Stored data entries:

▽

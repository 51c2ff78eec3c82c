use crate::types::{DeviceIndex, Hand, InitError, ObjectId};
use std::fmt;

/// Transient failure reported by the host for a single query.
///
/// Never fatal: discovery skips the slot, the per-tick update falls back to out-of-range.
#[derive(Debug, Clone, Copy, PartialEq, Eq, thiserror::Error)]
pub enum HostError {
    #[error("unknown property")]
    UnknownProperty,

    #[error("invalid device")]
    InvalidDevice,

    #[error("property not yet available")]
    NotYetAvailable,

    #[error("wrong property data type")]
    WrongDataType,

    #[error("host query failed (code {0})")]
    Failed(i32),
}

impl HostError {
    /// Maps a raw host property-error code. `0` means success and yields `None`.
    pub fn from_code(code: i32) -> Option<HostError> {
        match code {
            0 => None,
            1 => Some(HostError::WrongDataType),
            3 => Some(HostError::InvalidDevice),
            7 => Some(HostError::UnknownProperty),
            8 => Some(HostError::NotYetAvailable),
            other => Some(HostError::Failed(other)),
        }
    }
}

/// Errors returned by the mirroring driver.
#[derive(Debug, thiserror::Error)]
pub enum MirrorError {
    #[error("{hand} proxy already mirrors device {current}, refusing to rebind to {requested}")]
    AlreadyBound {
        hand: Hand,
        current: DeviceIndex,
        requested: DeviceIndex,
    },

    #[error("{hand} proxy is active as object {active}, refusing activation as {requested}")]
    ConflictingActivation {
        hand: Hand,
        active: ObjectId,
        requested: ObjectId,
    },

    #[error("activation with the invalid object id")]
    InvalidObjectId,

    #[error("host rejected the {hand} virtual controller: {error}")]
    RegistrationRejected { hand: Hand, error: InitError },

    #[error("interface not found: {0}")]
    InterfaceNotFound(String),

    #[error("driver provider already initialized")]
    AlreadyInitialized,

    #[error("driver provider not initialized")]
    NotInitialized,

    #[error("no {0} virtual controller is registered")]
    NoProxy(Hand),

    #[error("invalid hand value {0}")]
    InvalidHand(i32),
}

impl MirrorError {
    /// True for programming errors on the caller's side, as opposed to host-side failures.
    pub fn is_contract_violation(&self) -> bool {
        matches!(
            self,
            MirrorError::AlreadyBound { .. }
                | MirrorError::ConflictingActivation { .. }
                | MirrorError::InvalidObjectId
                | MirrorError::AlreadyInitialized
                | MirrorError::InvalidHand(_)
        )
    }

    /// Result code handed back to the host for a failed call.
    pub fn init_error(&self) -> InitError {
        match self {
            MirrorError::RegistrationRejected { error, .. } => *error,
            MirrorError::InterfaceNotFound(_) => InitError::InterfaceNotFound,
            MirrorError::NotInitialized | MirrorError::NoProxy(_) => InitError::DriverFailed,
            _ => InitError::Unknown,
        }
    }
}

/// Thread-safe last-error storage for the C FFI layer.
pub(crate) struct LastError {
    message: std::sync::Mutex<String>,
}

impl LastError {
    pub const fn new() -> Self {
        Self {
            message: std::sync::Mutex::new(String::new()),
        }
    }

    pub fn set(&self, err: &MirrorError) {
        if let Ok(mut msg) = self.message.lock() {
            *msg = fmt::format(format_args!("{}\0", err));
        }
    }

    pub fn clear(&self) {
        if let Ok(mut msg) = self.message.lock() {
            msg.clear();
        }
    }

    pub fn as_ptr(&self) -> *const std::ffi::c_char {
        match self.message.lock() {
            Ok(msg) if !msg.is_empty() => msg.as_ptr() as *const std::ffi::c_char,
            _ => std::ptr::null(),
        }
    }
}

△

→ Assigned task: Which of the lines above mention the word "InvalidHand"? Pull those lines out.

→ Exercise answer:
    InvalidHand(i32),
                | MirrorError::InvalidHand(_)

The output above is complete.